Exercise instructions
Print the records below exactly, leaving out nothing.

##### Information provided

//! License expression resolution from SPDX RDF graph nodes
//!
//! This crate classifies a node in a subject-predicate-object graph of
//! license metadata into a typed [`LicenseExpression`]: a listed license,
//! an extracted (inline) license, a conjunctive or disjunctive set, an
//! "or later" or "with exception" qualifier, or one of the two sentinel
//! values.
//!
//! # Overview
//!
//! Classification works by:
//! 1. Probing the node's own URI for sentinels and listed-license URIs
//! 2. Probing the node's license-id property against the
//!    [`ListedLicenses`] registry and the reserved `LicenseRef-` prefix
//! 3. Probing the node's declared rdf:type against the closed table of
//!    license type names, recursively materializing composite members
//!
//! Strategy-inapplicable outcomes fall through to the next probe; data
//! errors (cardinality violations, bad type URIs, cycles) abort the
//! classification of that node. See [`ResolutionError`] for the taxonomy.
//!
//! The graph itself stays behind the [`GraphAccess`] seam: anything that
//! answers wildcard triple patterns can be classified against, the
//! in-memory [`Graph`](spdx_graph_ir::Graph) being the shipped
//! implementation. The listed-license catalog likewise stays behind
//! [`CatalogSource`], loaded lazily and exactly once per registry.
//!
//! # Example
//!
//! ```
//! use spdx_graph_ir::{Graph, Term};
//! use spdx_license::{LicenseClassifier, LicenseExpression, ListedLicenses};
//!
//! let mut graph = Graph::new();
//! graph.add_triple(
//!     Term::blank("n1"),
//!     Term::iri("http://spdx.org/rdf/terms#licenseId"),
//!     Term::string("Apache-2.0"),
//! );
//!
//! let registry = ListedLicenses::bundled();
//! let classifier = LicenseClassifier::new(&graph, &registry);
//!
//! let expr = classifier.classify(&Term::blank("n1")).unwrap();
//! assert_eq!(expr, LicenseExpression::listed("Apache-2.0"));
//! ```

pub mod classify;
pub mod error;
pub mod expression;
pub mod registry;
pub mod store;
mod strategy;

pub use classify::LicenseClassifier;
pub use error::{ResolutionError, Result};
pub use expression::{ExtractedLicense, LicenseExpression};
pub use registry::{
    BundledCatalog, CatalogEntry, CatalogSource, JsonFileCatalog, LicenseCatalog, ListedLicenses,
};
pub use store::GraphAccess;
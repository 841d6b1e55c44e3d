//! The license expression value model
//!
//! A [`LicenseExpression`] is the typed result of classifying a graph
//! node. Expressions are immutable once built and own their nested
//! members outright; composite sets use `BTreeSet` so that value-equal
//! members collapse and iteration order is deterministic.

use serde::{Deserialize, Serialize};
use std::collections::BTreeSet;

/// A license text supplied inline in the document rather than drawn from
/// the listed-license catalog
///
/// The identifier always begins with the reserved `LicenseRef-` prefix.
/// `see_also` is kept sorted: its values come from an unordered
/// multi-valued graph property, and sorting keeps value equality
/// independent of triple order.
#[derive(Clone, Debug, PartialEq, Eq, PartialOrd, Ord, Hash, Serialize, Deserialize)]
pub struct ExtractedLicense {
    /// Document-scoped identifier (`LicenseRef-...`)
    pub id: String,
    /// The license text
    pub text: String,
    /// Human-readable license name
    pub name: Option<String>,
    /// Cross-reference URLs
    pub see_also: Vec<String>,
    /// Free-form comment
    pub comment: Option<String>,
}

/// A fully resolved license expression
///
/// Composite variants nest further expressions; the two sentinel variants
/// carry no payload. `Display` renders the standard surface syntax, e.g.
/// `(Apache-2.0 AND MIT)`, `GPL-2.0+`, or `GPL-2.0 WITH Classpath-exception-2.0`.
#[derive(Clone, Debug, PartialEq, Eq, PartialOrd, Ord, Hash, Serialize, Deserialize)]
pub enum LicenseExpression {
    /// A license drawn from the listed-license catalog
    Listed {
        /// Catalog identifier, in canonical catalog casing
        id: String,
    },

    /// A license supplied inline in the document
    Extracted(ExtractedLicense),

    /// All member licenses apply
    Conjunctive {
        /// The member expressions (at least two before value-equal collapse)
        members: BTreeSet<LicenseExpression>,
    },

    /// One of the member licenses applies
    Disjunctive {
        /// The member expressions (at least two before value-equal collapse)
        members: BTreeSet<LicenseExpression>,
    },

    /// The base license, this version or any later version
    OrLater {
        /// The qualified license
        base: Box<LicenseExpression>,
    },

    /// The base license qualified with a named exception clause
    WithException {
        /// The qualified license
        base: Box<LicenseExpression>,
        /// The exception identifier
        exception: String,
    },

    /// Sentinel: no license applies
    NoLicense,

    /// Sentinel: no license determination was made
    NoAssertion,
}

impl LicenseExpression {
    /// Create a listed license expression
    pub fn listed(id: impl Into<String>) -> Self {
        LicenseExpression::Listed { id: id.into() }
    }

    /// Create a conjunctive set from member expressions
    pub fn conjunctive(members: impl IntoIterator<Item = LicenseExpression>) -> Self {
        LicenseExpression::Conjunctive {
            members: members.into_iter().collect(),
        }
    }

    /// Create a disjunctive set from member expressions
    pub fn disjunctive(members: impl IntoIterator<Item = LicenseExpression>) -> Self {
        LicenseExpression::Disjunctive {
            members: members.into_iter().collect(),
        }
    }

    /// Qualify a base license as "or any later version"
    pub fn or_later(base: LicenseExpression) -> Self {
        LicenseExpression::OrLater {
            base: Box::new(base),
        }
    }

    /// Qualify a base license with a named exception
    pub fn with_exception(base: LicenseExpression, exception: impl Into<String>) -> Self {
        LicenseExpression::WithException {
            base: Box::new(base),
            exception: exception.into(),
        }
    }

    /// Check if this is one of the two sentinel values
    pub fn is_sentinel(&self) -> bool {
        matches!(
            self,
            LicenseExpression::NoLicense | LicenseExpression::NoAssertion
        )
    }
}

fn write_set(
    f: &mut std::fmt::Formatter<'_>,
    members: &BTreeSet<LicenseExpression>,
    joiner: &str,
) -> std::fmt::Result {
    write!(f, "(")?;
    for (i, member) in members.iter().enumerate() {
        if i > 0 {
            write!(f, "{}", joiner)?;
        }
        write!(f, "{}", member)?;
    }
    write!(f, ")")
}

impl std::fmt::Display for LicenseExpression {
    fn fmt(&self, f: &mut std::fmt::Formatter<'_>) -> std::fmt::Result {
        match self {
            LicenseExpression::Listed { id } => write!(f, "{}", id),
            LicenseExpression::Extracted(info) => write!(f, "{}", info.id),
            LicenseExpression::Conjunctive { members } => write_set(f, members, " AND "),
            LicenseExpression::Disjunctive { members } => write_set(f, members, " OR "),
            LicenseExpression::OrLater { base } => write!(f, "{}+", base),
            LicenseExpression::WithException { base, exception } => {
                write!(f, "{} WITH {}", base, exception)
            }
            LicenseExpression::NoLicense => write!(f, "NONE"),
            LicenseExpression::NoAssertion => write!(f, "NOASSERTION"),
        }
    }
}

##########

Result
//! License expression resolution from SPDX RDF graph nodes
//!
//! This crate classifies a node in a subject-predicate-object graph of
//! license metadata into a typed [`LicenseExpression`]: a listed license,
//! an extracted (inline) license, a conjunctive or disjunctive set, an
//! "or later" or "with exception" qualifier, or one of the two sentinel
//! values.
//!
//! # Overview
//!
//! Classification works by:
//! 1. Probing the node's own URI for sentinels and listed-license URIs
//! 2. Probing the node's license-id property against the
//!    [`ListedLicenses`] registry and the reserved `LicenseRef-` prefix
//! 3. Probing the node's declared rdf:type against the closed table of
//!    license type names, recursively materializing composite members
//!
//! Strategy-inapplicable outcomes fall through to the next probe; data
//! errors (cardinality violations, bad type URIs, cycles) abort the
//! classification of that node. See [`ResolutionError`] for the taxonomy.
//!
//! The graph itself stays behind the [`GraphAccess`] seam: anything that
//! answers wildcard triple patterns can be classified against, the
//! in-memory [`Graph`](spdx_graph_ir::Graph) being the shipped
//! implementation. The listed-license catalog likewise stays behind
//! [`CatalogSource`], loaded lazily and exactly once per registry.
//!
//! # Example
//!
//! ```
//! use spdx_graph_ir::{Graph, Term};
//! use spdx_license::{LicenseClassifier, LicenseExpression, ListedLicenses};
//!
//! let mut graph = Graph::new();
//! graph.add_triple(
//!     Term::blank("n1"),
//!     Term::iri("http://spdx.org/rdf/terms#licenseId"),
//!     Term::string("Apache-2.0"),
//! );
//!
//! let registry = ListedLicenses::bundled();
//! let classifier = LicenseClassifier::new(&graph, &registry);
//!
//! let expr = classifier.classify(&Term::blank("n1")).unwrap();
//! assert_eq!(expr, LicenseExpression::listed("Apache-2.0"));
//! ```

pub mod classify;
pub mod error;
pub mod expression;
pub mod registry;
pub mod store;
mod strategy;

pub use classify::LicenseClassifier;
pub use error::{ResolutionError, Result};
pub use expression::{ExtractedLicense, LicenseExpression};
pub use registry::{
    BundledCatalog, CatalogEntry, CatalogSource, JsonFileCatalog, LicenseCatalog, ListedLicenses,
};
pub use store::GraphAccess;
repository 841d6b1e55c44e3d
//! The license expression value model
//!
//! A [`LicenseExpression`] is the typed result of classifying a graph
//! node. Expressions are immutable once built and own their nested
//! members outright; composite sets use `BTreeSet` so that value-equal
//! members collapse and iteration order is deterministic.

use serde::{Deserialize, Serialize};
use std::collections::BTreeSet;

/// A license text supplied inline in the document rather than drawn from
/// the listed-license catalog
///
/// The identifier always begins with the reserved `LicenseRef-` prefix.
/// `see_also` is kept sorted: its values come from an unordered
/// multi-valued graph property, and sorting keeps value equality
/// independent of triple order.
#[derive(Clone, Debug, PartialEq, Eq, PartialOrd, Ord, Hash, Serialize, Deserialize)]
pub struct ExtractedLicense {
    /// Document-scoped identifier (`LicenseRef-...`)
    pub id: String,
    /// The license text
    pub text: String,
    /// Human-readable license name
    pub name: Option<String>,
    /// Cross-reference URLs
    pub see_also: Vec<String>,
    /// Free-form comment
    pub comment: Option<String>,
}

/// A fully resolved license expression
///
/// Composite variants nest further expressions; the two sentinel variants
/// carry no payload. `Display` renders the standard surface syntax, e.g.
/// `(Apache-2.0 AND MIT)`, `GPL-2.0+`, or `GPL-2.0 WITH Classpath-exception-2.0`.
#[derive(Clone, Debug, PartialEq, Eq, PartialOrd, Ord, Hash, Serialize, Deserialize)]
pub enum LicenseExpression {
    /// A license drawn from the listed-license catalog
    Listed {
        /// Catalog identifier, in canonical catalog casing
        id: String,
    },

    /// A license supplied inline in the document
    Extracted(ExtractedLicense),

    /// All member licenses apply
    Conjunctive {
        /// The member expressions (at least two before value-equal collapse)
        members: BTreeSet<LicenseExpression>,
    },

    /// One of the member licenses applies
    Disjunctive {
        /// The member expressions (at least two before value-equal collapse)
        members: BTreeSet<LicenseExpression>,
    },

    /// The base license, this version or any later version
    OrLater {
        /// The qualified license
        base: Box<LicenseExpression>,
    },

    /// The base license qualified with a named exception clause
    WithException {
        /// The qualified license
        base: Box<LicenseExpression>,
        /// The exception identifier
        exception: String,
    },

    /// Sentinel: no license applies
    NoLicense,

    /// Sentinel: no license determination was made
    NoAssertion,
}

impl LicenseExpression {
    /// Create a listed license expression
    pub fn listed(id: impl Into<String>) -> Self {
        LicenseExpression::Listed { id: id.into() }
    }

    /// Create a conjunctive set from member expressions
    pub fn conjunctive(members: impl IntoIterator<Item = LicenseExpression>) -> Self {
        LicenseExpression::Conjunctive {
            members: members.into_iter().collect(),
        }
    }

    /// Create a disjunctive set from member expressions
    pub fn disjunctive(members: impl IntoIterator<Item = LicenseExpression>) -> Self {
        LicenseExpression::Disjunctive {
            members: members.into_iter().collect(),
        }
    }

    /// Qualify a base license as "or any later version"
    pub fn or_later(base: LicenseExpression) -> Self {
        LicenseExpression::OrLater {
            base: Box::new(base),
        }
    }

    /// Qualify a base license with a named exception
    pub fn with_exception(base: LicenseExpression, exception: impl Into<String>) -> Self {
        LicenseExpression::WithException {
            base: Box::new(base),
            exception: exception.into(),
        }
    }

    /// Check if this is one of the two sentinel values
    pub fn is_sentinel(&self) -> bool {
        matches!(
            self,
            LicenseExpression::NoLicense | LicenseExpression::NoAssertion
        )
    }
}

fn write_set(
    f: &mut std::fmt::Formatter<'_>,
    members: &BTreeSet<LicenseExpression>,
    joiner: &str,
) -> std::fmt::Result {
    write!(f, "(")?;
    for (i, member) in members.iter().enumerate() {
        if i > 0 {
            write!(f, "{}", joiner)?;
        }
        write!(f, "{}", member)?;
    }
    write!(f, ")")
}

impl std::fmt::Display for LicenseExpression {
    fn fmt(&self, f: &mut std::fmt::Formatter<'_>) -> std::fmt::Result {
        match self {
            LicenseExpression::Listed { id } => write!(f, "{}", id),
            LicenseExpression::Extracted(info) => write!(f, "{}", info.id),
            LicenseExpression::Conjunctive { members } => write_set(f, members, " AND "),
            LicenseExpression::Disjunctive { members } => write_set(f, members, " OR "),
            LicenseExpression::OrLater { base } => write!(f, "{}+", base),
            LicenseExpression::WithException { base, exception } => {
                write!(f, "{} WITH {}", base, exception)
            }
            LicenseExpression::NoLicense => write!(f, "NONE"),
            LicenseExpression::NoAssertion => write!(f, "NOASSERTION"),
        }
    }
}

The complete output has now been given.